A typical use case for the Plans JavaScript SDK is to present plans inside web pages.
If you were to use your API secret instead of a Viewer Token, you would be giving your users your API secret. The web page would be sent to the user’s browser, and they could view the source of the web page and see your API secret as part of your page’s javascript.
This would allow your users to do anything that your API secret authorizes you to do, such as:
- List all available clients/campuses/buildings/floors
- Access all available plans that your API secret is authorized to access
In the best case, this may not be a problem if your users could already use your application to browse through every available plan.
In the worst case, this could completely bypass any kind of permissions system in your application that only allowed users to access specific plans.
To help protect all Plans JavaScript SDK users from a worst case scenario, we require all Plans JavaScript SDK users to use Viewer Tokens.
How do Viewer Tokens solve this problem?
Viewer Tokens are base64 encoded parameters packaged with a SAS token.
SAS tokens are signatures of the parameters. These signatures are calculated with the HMAC-SHA256 algorithm using your API secret as a key.
Our servers validate the parameters against the included signature and reject requests with an invalid signature.
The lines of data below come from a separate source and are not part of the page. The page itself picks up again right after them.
//! # mesh-inspector
//!
//! Vertex buffer inspection for a graphics frame debugger: decodes captured
//! vertex and post-transform data into formatted tables, and drives a 3D
//! preview camera.
//!
//! ## Modules
//!
//! - [`util`] - Errors and math types
//! - [`format`] - Attribute layouts, packed formats and element decoding
//! - [`table`] - Buffer tables: (row, column) to formatted cell text
//! - [`camera`] - Arcball and fly preview cameras
//! - [`viewer`] - Controller tying stages, cameras, tables and replay fetches together
//!
//! ## Example
//!
//! ```ignore
//! use mesh_inspector::prelude::*;
//!
//! let mut table = BufferTable::new(false);
//! table.replace(fetch::raw_contents(bytes, DeclParser.parse("float3 pos; uint id").0));
//!
//! for row in 0..table.row_count() {
//!     let cells: Vec<_> = (0..table.column_count()).map(|c| table.cell(row, c)).collect();
//!     println!("{:?}", cells);
//! }
//! ```

pub mod util;
pub mod format;
pub mod table;
pub mod camera;
pub mod viewer;

// Re-export commonly used types
pub use util::{Error, Result};

/// Prelude module for convenient imports
pub mod prelude {
    pub use crate::util::{Error, Result, ViewportSize};
    pub use crate::format::{AttributeLayout, CompType, DeclParser, FormatParser, ResourceFormat, ScalarValue, SpecialFormat};
    pub use crate::table::{BufferTable, NumberFormat, RawBuffer, TableContents};
    pub use crate::camera::{Camera, CameraController, CameraKind, Key, Modifiers, MouseButtons, MouseEvent};
    pub use crate::viewer::{fetch, MeshDataStage, MeshDisplayConfig, MeshViewController, ReplaySource, RenderTarget, Settings};
}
This stops users editing Viewer Tokens to request different floorplans, as users can’t generate a valid signature without your API secret.
As a developer, this gives you total control over the floorplan/siteplans that your users can access and allows you to integrate the Plans JavaScript SDK into applications that already have their own permissions systems.
Using Viewer Tokens to expire old viewers
In addition to having total control over what plans your users can access, you can also use Viewer Tokens to control the when with the expiry
parameter.
This expiry parameter causes requests to fail after a given time, and is signed into the SAS token just like the other parameters. As a result, it is impossible for users to change the expiry time as they cannot generate a valid SAS token.
You can use this to ensure that users can’t use a given Viewer Token for longer than you’d like them to. For example, you could construct Viewer Tokens that are only valid for 2 minutes and serve them to your users. Then, if you need to revoke a user’s access to your system you can be sure that the user will not have access to up-to-date plans after 2 minutes - old Viewer Tokens served to them will have expired and you won’t be serving them any new ones.